At a time when teenagers’ wellbeing is at the top of the educational and political agendas, leading independent head teachers and university leaders will today (Tues) launch a new initiative to help students as they move from school to university.

The conference, convened by HMC, will for the first time call on university and school leaders to work together to improve pastoral and academic support for 16-21 year olds as they make one of the major changes of their lives.

Richard Harman, Chair of HMC and Headmaster of Uppingham School, will tell the conference that new challenges face both leading independent schools and universities and there is urgent need for consistent and thought-through transition.

“The students we teach every day, and their peers in state schools, are arguably under more pressure than ever before.

“They are anxious about high-stakes exams, unreliable marking, 24/7 pressures of social media, lack of jobs and housing, increased debt and constant upheaval in all levels of their lives.

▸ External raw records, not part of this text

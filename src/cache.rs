//! Mtime-keyed resource cache with a debounced json snapshot.
//!
//! Maps a file path to the last computed value for that file. An entry is
//! valid while the file's modification time is earlier than the recorded
//! compute time; otherwise the compute closure runs again.
//!
//! The in-memory store is authoritative. A json snapshot
//! (`path -> { data, getTime }`) is written on a 2-second trailing debounce
//! after any mutation: each write replaces the pending delayed task, so
//! bursts of writes collapse into a single disk write. Persist failures are
//! silent best-effort.

use crate::utils::{mtime_ms, now_ms};
use anyhow::Result;
use parking_lot::Mutex;
use rustc_hash::FxHashMap;
use serde::{Deserialize, Serialize};
use std::{
    fs,
    path::{Path, PathBuf},
    sync::{
        Arc,
        atomic::{AtomicU64, Ordering},
    },
    thread,
    time::Duration,
};

/// Delay between the last cache write and the snapshot persist.
const PERSIST_DEBOUNCE: Duration = Duration::from_secs(2);

/// One cached computation, tagged with its compute time.
#[derive(Debug, Clone, Serialize, Deserialize)]
#[serde(rename_all = "camelCase")]
struct CacheEntry {
    data: String,
    get_time: i64,
}

struct Inner {
    /// Snapshot file; `None` disables persistence entirely.
    file: Option<PathBuf>,
    store: Mutex<FxHashMap<String, CacheEntry>>,
    /// Bumped on every mutation; the delayed persist task only fires when
    /// the generation is still the one it was scheduled with.
    generation: AtomicU64,
}

/// Shared file-backed compute cache. Cheap to clone.
#[derive(Clone)]
pub struct FileCache {
    inner: Arc<Inner>,
}

impl FileCache {
    /// Create a cache, loading the snapshot file when present.
    ///
    /// Entries whose backing file no longer exists are purged at load.
    pub fn load(file: Option<PathBuf>) -> Self {
        let mut store: FxHashMap<String, CacheEntry> = file
            .as_deref()
            .filter(|path| path.exists())
            .and_then(|path| fs::read_to_string(path).ok())
            .and_then(|text| serde_json::from_str(&text).ok())
            .unwrap_or_default();

        store.retain(|path, _| Path::new(path).exists());

        Self {
            inner: Arc::new(Inner {
                file,
                store: Mutex::new(store),
                generation: AtomicU64::new(0),
            }),
        }
    }

    /// Return the cached value for `path` if still valid, otherwise run
    /// `compute`, store its result and return it.
    ///
    /// A missing backing file propagates the stat failure to the caller.
    pub fn wrap<F>(&self, path: &Path, compute: F) -> Result<String>
    where
        F: FnOnce() -> Result<String>,
    {
        let key = path.to_string_lossy().into_owned();
        let mtime = mtime_ms(path)?;

        if let Some(entry) = self.inner.store.lock().get(&key)
            && mtime < entry.get_time
        {
            return Ok(entry.data.clone());
        }

        let data = compute()?;
        self.inner.store.lock().insert(
            key,
            CacheEntry {
                data: data.clone(),
                get_time: now_ms(),
            },
        );
        self.schedule_persist();

        Ok(data)
    }

    /// Write the snapshot immediately (used on shutdown).
    pub fn flush(&self) {
        persist(&self.inner);
    }

    /// Schedule-or-replace the single pending delayed persist task.
    fn schedule_persist(&self) {
        if self.inner.file.is_none() {
            return;
        }

        let generation = self.inner.generation.fetch_add(1, Ordering::SeqCst) + 1;
        let inner = Arc::clone(&self.inner);
        thread::spawn(move || {
            thread::sleep(PERSIST_DEBOUNCE);
            // A later write superseded this task.
            if inner.generation.load(Ordering::SeqCst) == generation {
                persist(&inner);
            }
        });
    }

    /// Force the entry for `path` to look outdated (test helper).
    #[cfg(test)]
    fn backdate(&self, path: &Path) {
        let key = path.to_string_lossy().into_owned();
        if let Some(entry) = self.inner.store.lock().get_mut(&key) {
            entry.get_time = 0;
        }
    }
}

/// Best-effort snapshot write; failures are ignored, the in-memory store
/// stays authoritative for the running process.
fn persist(inner: &Inner) {
    let Some(file) = inner.file.as_deref() else {
        return;
    };
    let json = match serde_json::to_string(&*inner.store.lock()) {
        Ok(json) => json,
        Err(_) => return,
    };
    if let Some(parent) = file.parent() {
        let _ = fs::create_dir_all(parent);
    }
    let _ = fs::write(file, json);
}

#[cfg(test)]
mod tests {
    use super::*;
    use std::cell::Cell;
    use tempfile::TempDir;

    fn write_file(dir: &TempDir, name: &str, content: &str) -> PathBuf {
        let path = dir.path().join(name);
        fs::write(&path, content).unwrap();
        path
    }

    #[test]
    fn test_wrap_computes_once_while_fresh() {
        let dir = TempDir::new().unwrap();
        let path = write_file(&dir, "a.txt", "hello");
        let cache = FileCache::load(None);

        let calls = Cell::new(0);
        let mut compute = || {
            calls.set(calls.get() + 1);
            Ok("computed".to_string())
        };

        let first = cache.wrap(&path, &mut compute).unwrap();
        let second = cache.wrap(&path, &mut compute).unwrap();

        assert_eq!(first, "computed");
        assert_eq!(second, "computed");
        assert_eq!(calls.get(), 1);
    }

    #[test]
    fn test_wrap_recomputes_when_outdated() {
        let dir = TempDir::new().unwrap();
        let path = write_file(&dir, "a.txt", "hello");
        let cache = FileCache::load(None);

        cache.wrap(&path, || Ok("one".to_string())).unwrap();
        cache.backdate(&path);

        let value = cache.wrap(&path, || Ok("two".to_string())).unwrap();
        assert_eq!(value, "two");
    }

    #[test]
    fn test_wrap_recomputes_after_mtime_advance() {
        let dir = TempDir::new().unwrap();
        let path = write_file(&dir, "a.txt", "hello");
        let cache = FileCache::load(None);

        cache.wrap(&path, || Ok("one".to_string())).unwrap();

        // Push the file's mtime past the recorded compute time.
        let future = std::time::SystemTime::now() + Duration::from_secs(5);
        let file = fs::File::options().write(true).open(&path).unwrap();
        file.set_times(fs::FileTimes::new().set_modified(future)).unwrap();

        let value = cache.wrap(&path, || Ok("two".to_string())).unwrap();
        assert_eq!(value, "two");
    }

    #[test]
    fn test_wrap_missing_file_propagates_error() {
        let dir = TempDir::new().unwrap();
        let cache = FileCache::load(None);

        let result = cache.wrap(&dir.path().join("gone.txt"), || Ok(String::new()));
        assert!(result.is_err());
    }

    #[test]
    fn test_snapshot_roundtrip_and_purge() {
        let dir = TempDir::new().unwrap();
        let kept = write_file(&dir, "kept.txt", "x");
        let gone = write_file(&dir, "gone.txt", "y");
        let snapshot = dir.path().join("cache.json");

        let cache = FileCache::load(Some(snapshot.clone()));
        cache.wrap(&kept, || Ok("kept-data".to_string())).unwrap();
        cache.wrap(&gone, || Ok("gone-data".to_string())).unwrap();
        cache.flush();
        assert!(snapshot.exists());

        fs::remove_file(&gone).unwrap();

        // Entries for deleted files are dropped at load time.
        let reloaded = FileCache::load(Some(snapshot));
        let value = reloaded
            .wrap(&kept, || Ok("recomputed".to_string()))
            .unwrap();
        assert_eq!(value, "kept-data");
    }

    #[test]
    fn test_compute_error_propagates() {
        let dir = TempDir::new().unwrap();
        let path = write_file(&dir, "a.txt", "hello");
        let cache = FileCache::load(None);

        let result = cache.wrap(&path, || anyhow::bail!("boom"));
        assert!(result.is_err());
    }
}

And they have to live with predictions that they will be the first generation worse off than their parents. Anxiety and depression pay little attention to income or academic prowess.

“In HMC schools we have already substantially increased our pastoral care over five years and have formed a new high level working group to drive further innovation. These innovations will need to complement similar initiatives being undertaken by some universities.

“For we all know school and college leavers do not magically turn into fully fledged adults the minute they step out of the classroom and into the lecture hall. Leaving school, leaving home and creating a new life at 18 is bound to be a time of acute anxiety.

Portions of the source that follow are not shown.